* [Records shown]:
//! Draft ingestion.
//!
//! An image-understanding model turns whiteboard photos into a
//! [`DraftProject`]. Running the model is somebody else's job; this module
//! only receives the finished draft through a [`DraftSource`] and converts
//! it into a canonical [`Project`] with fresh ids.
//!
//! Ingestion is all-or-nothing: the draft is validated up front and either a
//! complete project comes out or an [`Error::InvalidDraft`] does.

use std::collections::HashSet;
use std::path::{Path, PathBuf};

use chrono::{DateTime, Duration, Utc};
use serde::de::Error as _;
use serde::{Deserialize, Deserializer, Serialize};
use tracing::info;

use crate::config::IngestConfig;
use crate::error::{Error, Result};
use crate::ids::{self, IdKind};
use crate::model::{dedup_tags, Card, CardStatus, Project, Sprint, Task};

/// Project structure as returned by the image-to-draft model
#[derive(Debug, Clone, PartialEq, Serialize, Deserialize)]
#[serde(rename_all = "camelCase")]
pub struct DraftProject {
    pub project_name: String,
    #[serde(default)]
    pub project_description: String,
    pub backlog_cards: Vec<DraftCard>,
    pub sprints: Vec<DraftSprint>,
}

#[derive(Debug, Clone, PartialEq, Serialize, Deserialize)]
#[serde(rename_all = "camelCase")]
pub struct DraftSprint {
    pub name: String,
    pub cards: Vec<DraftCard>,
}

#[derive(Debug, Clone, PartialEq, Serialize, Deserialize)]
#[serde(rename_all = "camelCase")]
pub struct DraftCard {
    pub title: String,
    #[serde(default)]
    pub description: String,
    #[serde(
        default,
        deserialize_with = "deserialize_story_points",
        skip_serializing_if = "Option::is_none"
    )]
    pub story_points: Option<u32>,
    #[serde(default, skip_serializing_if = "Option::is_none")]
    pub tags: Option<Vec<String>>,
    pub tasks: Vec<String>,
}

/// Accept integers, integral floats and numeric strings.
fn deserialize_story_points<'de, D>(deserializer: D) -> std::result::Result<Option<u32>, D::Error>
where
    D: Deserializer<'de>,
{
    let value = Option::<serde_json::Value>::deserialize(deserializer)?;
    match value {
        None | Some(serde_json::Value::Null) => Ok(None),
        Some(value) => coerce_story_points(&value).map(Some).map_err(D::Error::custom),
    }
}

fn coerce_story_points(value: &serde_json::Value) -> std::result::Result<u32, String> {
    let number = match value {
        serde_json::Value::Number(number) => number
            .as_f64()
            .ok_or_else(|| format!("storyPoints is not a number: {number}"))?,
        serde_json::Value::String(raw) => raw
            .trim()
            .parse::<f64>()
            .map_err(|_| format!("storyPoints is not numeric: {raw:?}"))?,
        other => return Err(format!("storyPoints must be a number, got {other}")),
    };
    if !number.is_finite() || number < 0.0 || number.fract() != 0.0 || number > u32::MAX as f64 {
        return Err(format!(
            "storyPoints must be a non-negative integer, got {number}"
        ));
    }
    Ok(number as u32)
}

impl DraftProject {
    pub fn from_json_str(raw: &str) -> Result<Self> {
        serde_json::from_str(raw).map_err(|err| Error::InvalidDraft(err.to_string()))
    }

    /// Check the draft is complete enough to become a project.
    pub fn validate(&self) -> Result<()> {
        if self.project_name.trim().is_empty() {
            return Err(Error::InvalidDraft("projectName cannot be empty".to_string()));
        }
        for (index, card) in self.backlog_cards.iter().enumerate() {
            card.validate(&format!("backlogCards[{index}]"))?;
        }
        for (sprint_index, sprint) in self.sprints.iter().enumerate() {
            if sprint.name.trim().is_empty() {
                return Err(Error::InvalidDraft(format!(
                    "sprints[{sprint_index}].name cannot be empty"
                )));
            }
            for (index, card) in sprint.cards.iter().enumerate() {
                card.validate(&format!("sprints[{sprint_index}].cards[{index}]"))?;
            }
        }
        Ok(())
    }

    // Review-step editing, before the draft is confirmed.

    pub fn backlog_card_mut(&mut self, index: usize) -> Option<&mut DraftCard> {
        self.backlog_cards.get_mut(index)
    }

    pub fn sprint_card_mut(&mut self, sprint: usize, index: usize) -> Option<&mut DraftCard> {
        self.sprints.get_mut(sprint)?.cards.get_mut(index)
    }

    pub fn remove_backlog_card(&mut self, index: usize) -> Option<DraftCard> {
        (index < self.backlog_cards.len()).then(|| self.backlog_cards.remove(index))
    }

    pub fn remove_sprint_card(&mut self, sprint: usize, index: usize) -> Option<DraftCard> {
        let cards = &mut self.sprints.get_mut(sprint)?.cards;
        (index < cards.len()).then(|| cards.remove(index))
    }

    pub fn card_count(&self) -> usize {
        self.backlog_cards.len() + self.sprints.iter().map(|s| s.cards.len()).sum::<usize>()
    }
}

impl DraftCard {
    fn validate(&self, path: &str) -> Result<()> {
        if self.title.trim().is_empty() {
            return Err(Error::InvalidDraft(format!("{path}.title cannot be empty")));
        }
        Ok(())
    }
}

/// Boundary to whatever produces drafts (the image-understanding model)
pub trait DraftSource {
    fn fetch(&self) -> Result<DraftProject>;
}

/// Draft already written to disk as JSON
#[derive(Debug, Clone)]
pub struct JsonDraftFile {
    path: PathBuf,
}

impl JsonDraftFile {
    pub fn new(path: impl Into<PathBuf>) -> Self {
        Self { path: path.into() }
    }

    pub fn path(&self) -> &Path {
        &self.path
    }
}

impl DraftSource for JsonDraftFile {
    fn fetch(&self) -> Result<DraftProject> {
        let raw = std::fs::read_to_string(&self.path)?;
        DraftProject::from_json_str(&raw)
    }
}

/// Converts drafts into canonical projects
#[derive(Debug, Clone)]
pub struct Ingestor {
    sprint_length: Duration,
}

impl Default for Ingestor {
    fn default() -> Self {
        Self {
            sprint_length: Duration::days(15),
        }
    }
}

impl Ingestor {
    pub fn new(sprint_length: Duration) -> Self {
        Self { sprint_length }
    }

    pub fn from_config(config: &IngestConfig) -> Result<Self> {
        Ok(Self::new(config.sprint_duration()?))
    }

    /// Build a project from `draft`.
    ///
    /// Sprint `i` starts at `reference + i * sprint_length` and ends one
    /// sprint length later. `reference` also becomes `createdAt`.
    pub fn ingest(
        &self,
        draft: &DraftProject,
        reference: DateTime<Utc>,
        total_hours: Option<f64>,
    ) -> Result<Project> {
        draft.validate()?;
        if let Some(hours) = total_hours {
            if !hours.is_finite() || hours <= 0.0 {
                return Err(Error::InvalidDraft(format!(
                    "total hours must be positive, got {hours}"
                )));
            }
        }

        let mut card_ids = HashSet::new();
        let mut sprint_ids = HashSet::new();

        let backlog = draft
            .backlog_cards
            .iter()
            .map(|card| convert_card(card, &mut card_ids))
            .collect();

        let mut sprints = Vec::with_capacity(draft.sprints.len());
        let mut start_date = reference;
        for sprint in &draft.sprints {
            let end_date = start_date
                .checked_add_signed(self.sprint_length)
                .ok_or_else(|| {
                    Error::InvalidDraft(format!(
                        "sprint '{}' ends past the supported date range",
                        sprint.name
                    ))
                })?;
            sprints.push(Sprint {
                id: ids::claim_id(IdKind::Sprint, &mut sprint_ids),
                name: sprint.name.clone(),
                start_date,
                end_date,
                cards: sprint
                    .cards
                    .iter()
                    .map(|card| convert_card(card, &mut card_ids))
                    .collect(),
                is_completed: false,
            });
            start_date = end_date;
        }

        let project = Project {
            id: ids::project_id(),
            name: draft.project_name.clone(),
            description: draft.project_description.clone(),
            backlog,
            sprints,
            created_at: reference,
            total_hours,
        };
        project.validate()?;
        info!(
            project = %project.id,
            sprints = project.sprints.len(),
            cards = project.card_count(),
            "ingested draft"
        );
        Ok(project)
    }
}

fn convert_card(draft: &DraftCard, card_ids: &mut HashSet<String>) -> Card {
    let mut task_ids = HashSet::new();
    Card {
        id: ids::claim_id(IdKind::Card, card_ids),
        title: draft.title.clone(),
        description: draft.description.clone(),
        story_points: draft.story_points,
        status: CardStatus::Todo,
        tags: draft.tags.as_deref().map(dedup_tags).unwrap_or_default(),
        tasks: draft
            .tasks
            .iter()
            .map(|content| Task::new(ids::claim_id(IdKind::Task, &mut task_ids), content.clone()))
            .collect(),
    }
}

* * *

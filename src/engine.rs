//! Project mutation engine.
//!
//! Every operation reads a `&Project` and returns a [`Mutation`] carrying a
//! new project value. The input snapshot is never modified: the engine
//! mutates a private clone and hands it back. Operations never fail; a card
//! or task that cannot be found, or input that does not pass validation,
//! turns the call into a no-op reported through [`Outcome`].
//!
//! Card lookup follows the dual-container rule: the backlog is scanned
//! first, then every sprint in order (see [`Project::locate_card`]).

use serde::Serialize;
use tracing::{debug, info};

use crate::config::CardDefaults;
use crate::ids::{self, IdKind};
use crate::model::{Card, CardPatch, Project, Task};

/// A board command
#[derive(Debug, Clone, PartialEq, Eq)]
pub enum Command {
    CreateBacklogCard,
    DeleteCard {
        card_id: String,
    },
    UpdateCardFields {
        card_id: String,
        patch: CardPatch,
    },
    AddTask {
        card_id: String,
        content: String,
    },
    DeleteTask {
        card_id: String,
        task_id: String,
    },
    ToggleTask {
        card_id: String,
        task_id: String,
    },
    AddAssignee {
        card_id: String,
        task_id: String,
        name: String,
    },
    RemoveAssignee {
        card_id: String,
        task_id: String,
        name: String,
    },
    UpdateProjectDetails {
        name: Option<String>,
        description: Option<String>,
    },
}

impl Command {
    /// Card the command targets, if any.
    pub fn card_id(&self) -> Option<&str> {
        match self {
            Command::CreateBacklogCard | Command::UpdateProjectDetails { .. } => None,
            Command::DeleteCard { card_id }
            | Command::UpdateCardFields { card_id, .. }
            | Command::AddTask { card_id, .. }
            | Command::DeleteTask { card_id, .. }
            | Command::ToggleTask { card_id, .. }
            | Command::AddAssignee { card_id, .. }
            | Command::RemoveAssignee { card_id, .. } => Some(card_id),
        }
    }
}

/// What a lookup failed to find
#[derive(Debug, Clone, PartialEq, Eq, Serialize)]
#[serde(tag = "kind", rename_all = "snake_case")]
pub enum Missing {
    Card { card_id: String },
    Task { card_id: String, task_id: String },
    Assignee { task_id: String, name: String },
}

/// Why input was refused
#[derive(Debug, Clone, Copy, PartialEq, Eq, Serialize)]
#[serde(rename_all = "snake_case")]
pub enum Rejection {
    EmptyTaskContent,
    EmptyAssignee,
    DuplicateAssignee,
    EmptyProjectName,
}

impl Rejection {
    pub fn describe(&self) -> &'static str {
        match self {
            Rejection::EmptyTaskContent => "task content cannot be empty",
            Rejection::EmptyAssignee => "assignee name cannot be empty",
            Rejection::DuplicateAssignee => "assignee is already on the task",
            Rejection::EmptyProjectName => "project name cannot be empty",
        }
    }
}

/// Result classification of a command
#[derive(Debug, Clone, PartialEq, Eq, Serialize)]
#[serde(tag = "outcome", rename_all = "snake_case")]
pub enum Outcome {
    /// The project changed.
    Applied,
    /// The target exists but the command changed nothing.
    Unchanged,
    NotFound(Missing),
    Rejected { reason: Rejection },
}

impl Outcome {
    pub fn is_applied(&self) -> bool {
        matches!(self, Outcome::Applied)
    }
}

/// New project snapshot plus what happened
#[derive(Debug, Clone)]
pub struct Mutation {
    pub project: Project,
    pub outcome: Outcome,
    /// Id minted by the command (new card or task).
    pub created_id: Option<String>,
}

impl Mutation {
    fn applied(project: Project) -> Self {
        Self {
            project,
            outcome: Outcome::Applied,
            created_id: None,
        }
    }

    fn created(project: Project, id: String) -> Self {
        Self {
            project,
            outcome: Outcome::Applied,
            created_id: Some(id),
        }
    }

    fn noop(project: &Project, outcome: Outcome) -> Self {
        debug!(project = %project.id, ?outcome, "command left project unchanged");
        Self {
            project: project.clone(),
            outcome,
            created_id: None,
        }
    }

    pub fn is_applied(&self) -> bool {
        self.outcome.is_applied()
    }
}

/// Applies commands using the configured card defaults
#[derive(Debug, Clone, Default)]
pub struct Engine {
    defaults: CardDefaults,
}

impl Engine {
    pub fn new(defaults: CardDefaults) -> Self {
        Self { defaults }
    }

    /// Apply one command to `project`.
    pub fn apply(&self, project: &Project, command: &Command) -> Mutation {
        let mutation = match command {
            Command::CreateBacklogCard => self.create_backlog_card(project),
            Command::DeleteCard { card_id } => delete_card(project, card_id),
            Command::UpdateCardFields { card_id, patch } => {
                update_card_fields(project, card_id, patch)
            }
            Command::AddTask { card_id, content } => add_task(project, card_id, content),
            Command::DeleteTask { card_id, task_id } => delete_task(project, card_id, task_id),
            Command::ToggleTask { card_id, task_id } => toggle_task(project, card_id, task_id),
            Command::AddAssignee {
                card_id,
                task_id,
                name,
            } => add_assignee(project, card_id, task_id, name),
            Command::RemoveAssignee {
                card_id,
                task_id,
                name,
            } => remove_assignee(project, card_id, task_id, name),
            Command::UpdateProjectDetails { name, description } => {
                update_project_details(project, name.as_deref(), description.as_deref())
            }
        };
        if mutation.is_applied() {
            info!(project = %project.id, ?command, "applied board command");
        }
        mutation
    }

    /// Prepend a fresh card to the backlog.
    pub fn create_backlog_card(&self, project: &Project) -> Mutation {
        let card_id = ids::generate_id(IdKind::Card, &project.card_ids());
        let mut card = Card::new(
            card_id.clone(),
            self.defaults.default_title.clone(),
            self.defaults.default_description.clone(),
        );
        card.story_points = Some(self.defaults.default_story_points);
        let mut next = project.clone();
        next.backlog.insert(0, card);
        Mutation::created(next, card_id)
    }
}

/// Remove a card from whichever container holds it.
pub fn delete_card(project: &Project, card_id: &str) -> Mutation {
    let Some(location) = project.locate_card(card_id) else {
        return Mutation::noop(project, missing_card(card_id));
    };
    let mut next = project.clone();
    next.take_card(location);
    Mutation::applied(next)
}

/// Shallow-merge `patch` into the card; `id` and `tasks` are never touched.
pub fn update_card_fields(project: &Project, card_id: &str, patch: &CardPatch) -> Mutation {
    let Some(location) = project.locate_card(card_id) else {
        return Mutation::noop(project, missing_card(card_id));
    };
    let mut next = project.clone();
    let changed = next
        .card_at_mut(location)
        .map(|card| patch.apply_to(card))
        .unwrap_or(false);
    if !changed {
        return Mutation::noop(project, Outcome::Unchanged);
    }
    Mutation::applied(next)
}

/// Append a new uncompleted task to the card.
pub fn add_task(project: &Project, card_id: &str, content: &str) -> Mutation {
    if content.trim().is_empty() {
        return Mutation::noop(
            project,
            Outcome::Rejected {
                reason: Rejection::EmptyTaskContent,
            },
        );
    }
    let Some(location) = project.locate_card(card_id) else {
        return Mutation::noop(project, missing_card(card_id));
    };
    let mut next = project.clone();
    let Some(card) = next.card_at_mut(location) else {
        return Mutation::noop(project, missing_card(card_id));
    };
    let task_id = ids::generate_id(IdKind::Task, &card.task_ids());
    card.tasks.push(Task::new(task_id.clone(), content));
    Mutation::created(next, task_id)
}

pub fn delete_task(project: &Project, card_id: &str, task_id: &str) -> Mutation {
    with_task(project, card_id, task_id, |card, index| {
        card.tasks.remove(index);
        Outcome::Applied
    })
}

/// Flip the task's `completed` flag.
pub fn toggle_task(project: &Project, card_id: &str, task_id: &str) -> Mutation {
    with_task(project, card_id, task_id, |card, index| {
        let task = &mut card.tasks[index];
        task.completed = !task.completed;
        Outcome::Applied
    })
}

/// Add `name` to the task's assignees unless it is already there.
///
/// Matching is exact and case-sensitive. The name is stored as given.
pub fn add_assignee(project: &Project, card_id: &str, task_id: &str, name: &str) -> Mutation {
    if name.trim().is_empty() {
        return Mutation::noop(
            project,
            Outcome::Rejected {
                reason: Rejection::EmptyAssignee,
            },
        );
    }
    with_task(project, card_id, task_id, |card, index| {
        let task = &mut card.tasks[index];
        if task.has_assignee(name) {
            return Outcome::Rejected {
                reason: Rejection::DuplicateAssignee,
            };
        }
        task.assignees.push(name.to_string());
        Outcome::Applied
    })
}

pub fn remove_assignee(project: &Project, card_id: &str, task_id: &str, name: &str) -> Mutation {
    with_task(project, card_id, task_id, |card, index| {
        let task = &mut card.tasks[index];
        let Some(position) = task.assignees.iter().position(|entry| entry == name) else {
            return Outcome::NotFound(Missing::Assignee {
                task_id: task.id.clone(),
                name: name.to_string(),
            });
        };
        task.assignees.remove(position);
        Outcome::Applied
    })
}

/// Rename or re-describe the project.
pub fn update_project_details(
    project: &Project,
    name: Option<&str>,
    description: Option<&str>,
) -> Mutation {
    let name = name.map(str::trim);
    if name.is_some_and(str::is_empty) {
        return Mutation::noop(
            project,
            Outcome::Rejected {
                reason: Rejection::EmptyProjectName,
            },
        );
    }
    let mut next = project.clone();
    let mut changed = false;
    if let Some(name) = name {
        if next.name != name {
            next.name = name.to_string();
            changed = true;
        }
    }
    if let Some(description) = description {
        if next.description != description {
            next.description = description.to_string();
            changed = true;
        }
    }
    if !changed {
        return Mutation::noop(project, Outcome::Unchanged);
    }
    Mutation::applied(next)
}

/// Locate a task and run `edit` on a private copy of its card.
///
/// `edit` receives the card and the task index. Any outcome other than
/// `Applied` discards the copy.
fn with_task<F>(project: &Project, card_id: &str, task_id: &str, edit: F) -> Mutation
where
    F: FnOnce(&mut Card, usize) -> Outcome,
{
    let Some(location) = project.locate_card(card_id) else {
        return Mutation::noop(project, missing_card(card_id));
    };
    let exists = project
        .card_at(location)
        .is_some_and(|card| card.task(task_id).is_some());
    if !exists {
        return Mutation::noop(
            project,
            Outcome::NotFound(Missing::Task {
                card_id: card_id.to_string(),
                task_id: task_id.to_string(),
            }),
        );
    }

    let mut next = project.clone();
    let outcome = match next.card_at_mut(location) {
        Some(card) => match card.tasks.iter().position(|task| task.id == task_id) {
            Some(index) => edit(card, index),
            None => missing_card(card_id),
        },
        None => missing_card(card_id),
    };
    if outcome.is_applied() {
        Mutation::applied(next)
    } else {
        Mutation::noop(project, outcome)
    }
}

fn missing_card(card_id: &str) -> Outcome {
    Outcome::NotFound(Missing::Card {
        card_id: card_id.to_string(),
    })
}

* [Work request]: Within the data, count the lines that hold the word "DraftProject". Answer with the figure and nothing more.

* [Answer box]: 7